- **TASK OBJECTIVE**
Scan the records for "RgbaImage". Report each line that includes it.

+---+

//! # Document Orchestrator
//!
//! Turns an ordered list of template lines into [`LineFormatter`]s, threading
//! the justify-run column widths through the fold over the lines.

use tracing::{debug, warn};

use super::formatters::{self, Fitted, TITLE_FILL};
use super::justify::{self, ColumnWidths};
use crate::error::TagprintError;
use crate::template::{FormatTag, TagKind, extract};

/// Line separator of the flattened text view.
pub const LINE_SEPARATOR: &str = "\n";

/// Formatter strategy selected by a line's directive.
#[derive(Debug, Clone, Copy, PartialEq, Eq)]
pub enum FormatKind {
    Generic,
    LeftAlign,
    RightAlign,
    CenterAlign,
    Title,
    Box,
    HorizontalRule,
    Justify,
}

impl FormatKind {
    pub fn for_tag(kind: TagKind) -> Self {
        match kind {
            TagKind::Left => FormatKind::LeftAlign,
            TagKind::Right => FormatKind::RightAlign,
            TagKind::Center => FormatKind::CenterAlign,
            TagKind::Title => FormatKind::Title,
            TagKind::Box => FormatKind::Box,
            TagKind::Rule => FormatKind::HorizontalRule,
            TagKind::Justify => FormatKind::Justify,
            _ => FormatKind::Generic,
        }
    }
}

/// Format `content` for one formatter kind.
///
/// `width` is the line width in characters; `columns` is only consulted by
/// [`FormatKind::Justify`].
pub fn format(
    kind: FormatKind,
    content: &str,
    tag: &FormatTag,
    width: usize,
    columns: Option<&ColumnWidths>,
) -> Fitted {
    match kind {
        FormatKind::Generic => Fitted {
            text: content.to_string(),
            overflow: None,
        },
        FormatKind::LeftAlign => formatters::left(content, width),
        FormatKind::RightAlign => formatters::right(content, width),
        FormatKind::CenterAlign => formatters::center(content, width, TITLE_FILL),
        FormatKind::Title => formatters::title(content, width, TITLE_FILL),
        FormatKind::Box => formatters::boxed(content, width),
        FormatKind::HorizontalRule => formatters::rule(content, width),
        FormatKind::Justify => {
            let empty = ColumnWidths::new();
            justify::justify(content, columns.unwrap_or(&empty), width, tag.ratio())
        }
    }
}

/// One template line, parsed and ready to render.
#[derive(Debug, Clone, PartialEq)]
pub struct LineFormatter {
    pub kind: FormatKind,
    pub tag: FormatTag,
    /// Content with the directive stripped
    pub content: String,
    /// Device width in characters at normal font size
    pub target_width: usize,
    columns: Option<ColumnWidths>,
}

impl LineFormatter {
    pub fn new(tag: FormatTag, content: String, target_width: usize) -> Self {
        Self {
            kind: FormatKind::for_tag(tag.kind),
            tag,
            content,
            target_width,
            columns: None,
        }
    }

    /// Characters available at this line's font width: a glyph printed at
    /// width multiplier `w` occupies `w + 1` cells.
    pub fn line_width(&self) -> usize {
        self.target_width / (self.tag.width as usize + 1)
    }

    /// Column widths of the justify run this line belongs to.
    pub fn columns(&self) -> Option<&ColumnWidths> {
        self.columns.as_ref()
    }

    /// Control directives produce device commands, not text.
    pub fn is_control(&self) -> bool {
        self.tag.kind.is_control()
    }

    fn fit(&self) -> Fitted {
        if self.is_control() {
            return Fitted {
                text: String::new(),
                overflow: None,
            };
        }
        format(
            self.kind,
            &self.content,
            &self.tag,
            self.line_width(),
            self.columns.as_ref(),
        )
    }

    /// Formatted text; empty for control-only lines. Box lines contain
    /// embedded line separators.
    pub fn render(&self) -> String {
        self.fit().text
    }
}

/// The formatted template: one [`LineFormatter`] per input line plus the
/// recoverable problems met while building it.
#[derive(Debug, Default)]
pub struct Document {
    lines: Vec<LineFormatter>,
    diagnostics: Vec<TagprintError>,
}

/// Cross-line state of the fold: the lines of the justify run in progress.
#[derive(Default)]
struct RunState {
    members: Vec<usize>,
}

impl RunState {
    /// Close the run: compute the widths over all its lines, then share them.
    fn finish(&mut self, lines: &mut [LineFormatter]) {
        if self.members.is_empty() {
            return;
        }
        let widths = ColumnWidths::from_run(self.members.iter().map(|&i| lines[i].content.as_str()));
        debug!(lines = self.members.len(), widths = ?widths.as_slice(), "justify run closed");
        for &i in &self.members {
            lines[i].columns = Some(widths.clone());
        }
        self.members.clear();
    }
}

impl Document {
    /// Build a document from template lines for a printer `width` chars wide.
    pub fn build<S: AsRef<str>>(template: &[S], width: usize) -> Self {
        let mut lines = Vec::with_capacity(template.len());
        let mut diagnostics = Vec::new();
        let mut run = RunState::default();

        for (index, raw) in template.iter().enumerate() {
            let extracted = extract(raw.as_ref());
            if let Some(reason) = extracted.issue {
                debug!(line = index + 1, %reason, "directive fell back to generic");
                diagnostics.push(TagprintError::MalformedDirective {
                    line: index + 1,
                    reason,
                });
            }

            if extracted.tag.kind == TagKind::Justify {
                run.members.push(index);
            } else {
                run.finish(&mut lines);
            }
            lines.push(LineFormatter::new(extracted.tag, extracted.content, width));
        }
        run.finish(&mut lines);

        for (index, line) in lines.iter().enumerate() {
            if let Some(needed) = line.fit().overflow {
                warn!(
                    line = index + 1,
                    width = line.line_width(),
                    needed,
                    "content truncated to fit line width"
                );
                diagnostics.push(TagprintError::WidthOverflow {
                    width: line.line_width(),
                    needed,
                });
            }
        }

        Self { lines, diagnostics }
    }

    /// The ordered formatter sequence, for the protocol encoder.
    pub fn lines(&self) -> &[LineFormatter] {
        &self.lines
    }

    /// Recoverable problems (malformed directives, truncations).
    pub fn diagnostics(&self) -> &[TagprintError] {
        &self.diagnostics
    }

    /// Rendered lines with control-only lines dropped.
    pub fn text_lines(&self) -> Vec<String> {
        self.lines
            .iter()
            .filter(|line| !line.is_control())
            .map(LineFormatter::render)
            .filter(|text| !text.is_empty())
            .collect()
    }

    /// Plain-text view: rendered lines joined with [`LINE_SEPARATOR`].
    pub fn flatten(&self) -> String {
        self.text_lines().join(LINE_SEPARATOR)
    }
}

+---+

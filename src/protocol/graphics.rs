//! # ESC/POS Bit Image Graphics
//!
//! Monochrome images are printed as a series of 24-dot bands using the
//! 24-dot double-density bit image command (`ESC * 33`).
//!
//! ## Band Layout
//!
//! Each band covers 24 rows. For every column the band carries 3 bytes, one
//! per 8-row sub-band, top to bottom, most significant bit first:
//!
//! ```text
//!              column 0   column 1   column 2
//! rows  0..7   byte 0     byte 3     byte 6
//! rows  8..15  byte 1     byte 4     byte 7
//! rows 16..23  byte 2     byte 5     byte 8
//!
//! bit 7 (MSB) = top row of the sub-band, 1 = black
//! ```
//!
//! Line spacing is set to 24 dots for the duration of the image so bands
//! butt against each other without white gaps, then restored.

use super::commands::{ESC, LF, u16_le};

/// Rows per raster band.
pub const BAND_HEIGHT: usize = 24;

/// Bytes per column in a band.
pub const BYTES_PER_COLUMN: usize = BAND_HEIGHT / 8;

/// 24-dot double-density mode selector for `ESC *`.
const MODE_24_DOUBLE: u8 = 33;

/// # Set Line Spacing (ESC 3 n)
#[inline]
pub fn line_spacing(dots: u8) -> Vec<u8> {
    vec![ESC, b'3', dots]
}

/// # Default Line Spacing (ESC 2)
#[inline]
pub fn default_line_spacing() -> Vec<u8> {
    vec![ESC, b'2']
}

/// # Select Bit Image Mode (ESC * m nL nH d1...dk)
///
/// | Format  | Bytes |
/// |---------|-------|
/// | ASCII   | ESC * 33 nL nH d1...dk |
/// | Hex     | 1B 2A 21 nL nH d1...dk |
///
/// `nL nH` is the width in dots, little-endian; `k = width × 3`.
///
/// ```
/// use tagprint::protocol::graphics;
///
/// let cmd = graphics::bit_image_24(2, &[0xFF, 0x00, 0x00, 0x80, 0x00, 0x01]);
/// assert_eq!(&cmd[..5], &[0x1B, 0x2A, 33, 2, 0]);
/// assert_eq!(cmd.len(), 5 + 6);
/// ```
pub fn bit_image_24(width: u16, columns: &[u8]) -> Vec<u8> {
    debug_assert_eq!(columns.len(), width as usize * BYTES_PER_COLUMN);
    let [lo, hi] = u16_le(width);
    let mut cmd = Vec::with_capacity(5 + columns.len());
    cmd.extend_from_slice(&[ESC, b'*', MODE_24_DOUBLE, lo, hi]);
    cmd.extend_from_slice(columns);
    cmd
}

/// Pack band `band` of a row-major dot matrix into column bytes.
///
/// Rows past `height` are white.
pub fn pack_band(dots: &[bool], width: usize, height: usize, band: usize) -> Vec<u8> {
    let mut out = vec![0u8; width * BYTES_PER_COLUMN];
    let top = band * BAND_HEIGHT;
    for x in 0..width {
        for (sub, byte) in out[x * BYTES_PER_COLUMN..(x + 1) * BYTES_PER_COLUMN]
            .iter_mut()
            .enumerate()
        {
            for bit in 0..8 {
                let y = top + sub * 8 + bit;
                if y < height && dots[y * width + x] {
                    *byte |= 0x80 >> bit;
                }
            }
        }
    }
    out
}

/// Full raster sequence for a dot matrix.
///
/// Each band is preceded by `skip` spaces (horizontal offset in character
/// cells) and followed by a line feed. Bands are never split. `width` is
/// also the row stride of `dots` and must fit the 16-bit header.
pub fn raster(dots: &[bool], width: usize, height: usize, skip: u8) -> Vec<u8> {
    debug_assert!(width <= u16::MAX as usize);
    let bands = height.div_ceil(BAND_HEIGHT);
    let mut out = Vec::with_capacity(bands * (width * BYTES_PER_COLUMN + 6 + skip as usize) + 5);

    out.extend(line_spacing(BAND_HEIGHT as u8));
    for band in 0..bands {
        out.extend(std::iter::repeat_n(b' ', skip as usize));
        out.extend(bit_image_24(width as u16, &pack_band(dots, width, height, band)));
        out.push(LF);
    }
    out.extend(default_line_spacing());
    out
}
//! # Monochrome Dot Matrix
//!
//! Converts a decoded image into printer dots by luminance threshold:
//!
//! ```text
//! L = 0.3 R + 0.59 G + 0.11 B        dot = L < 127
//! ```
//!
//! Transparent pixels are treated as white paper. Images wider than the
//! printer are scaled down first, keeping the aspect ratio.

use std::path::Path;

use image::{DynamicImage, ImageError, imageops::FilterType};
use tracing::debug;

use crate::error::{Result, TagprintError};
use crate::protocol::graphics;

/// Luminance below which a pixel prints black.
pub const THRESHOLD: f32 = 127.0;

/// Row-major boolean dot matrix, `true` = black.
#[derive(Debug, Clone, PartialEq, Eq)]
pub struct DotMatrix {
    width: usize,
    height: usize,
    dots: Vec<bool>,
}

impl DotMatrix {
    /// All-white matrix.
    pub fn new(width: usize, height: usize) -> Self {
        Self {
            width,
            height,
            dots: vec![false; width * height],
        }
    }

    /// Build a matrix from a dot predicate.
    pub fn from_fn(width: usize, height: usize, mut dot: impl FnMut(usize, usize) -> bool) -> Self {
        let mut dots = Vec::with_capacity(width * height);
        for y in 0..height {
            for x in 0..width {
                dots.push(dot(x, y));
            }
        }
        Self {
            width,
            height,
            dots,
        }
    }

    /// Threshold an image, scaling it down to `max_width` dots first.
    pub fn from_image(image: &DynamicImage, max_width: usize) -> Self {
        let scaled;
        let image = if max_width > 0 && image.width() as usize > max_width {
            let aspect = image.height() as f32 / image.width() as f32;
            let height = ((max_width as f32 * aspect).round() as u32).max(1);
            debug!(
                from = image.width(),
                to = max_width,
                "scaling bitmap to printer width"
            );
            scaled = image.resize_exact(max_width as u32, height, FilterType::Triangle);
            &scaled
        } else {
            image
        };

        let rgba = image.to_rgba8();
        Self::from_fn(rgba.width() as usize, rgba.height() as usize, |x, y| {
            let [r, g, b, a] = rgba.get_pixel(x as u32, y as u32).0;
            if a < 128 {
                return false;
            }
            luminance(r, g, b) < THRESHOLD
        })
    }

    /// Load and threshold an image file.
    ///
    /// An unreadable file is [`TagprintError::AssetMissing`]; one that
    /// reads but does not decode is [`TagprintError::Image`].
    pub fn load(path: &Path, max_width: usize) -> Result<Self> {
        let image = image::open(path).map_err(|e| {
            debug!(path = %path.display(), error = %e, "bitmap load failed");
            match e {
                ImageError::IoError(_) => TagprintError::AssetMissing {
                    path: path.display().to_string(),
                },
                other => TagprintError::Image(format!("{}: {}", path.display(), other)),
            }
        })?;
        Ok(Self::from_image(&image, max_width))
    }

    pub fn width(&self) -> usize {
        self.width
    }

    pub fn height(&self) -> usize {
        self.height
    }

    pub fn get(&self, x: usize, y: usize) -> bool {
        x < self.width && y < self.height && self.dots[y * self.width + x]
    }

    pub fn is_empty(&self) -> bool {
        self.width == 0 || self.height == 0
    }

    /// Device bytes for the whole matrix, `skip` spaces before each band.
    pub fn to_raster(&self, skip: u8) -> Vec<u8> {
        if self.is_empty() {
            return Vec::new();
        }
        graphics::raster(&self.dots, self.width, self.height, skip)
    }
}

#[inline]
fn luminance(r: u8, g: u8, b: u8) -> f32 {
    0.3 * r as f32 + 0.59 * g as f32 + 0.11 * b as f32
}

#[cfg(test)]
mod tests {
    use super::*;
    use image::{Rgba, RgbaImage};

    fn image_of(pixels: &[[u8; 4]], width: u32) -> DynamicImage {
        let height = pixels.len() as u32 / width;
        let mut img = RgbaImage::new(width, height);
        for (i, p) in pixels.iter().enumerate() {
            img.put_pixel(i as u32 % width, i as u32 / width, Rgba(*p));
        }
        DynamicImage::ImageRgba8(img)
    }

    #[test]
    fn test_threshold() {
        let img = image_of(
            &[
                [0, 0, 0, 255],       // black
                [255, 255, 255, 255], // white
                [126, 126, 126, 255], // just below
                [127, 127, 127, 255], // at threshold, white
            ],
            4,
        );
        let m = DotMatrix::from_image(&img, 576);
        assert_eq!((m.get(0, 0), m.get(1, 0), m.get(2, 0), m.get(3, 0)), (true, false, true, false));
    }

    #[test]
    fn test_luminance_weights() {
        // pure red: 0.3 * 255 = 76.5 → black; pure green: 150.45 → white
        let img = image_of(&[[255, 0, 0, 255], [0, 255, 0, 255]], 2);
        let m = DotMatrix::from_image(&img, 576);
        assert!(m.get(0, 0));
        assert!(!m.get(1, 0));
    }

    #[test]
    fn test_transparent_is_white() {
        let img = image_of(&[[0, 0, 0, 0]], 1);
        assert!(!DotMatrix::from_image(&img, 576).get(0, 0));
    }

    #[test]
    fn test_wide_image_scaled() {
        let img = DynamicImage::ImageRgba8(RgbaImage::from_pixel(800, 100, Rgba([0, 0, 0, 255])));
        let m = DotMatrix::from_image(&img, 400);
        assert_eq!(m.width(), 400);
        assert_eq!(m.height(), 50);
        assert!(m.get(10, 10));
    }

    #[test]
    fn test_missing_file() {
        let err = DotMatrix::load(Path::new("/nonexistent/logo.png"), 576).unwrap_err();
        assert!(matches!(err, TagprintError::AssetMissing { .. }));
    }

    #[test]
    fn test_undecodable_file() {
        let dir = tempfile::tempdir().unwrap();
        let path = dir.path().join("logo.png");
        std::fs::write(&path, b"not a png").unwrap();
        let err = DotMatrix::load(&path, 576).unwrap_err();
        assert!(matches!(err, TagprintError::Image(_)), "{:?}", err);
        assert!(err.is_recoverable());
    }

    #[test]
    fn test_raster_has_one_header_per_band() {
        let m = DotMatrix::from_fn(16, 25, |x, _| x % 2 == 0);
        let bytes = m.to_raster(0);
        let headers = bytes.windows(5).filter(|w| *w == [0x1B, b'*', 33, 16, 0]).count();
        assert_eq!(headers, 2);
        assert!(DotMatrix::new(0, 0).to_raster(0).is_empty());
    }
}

+---+

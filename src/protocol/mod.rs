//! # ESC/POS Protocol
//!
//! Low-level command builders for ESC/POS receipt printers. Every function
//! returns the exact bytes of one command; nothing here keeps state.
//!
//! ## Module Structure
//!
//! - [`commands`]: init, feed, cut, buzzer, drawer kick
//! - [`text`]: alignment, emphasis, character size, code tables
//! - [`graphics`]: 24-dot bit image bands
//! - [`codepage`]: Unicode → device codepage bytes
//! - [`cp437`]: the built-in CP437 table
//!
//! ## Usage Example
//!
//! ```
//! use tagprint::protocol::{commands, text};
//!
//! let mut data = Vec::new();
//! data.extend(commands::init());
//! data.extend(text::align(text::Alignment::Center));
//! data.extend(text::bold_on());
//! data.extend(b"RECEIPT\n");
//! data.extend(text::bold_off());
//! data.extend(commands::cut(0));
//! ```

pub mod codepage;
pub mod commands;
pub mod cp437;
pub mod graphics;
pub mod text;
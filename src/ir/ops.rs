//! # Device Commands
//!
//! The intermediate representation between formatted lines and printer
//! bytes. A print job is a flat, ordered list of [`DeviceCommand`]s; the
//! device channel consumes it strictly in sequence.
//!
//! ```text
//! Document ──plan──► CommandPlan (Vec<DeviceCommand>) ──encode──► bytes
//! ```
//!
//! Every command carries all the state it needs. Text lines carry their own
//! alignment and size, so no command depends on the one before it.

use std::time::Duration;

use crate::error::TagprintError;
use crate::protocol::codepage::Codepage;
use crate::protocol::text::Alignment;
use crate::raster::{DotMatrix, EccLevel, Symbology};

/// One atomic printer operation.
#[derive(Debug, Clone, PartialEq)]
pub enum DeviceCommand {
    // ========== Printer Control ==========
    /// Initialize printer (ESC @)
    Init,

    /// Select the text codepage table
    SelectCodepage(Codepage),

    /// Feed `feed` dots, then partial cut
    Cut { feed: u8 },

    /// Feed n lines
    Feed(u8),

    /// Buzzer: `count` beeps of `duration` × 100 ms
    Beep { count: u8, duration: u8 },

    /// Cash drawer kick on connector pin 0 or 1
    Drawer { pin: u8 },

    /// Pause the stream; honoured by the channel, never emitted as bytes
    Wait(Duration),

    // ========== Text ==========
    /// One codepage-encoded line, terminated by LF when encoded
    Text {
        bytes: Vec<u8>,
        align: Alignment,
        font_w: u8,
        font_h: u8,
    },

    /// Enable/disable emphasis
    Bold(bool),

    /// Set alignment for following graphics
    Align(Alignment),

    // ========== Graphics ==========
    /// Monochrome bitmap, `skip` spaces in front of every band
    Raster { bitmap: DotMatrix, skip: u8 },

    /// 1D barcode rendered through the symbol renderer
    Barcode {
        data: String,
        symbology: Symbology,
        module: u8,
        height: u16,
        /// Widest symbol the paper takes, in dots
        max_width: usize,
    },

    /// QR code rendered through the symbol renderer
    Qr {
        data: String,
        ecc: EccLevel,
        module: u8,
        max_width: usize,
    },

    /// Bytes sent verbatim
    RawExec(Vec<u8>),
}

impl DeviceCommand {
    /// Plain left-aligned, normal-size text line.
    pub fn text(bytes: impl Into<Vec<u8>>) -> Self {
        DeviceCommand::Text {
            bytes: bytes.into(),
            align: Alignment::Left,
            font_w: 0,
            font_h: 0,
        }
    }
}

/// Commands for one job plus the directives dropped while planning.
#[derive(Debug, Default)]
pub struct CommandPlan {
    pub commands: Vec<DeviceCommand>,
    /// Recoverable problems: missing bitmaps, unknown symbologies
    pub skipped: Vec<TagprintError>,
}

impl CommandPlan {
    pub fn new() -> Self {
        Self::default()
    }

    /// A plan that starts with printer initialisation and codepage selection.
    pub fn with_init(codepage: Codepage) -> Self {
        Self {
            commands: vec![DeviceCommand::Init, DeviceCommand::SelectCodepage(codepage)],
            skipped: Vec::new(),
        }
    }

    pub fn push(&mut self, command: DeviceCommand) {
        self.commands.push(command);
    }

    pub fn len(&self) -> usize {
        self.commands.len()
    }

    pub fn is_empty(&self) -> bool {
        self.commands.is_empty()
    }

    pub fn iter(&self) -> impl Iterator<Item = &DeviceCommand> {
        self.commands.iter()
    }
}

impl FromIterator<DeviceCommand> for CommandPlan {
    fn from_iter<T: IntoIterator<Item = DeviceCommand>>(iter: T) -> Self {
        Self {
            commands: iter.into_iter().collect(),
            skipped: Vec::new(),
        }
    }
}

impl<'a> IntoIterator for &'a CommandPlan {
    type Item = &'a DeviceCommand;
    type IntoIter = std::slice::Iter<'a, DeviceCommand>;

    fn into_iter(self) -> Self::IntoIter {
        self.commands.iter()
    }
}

+---+

- **EXERCISE RESPONSE**
    use image::{Rgba, RgbaImage};
        let mut img = RgbaImage::new(width, height);
        let img = DynamicImage::ImageRgba8(RgbaImage::from_pixel(800, 100, Rgba([0, 0, 0, 255])));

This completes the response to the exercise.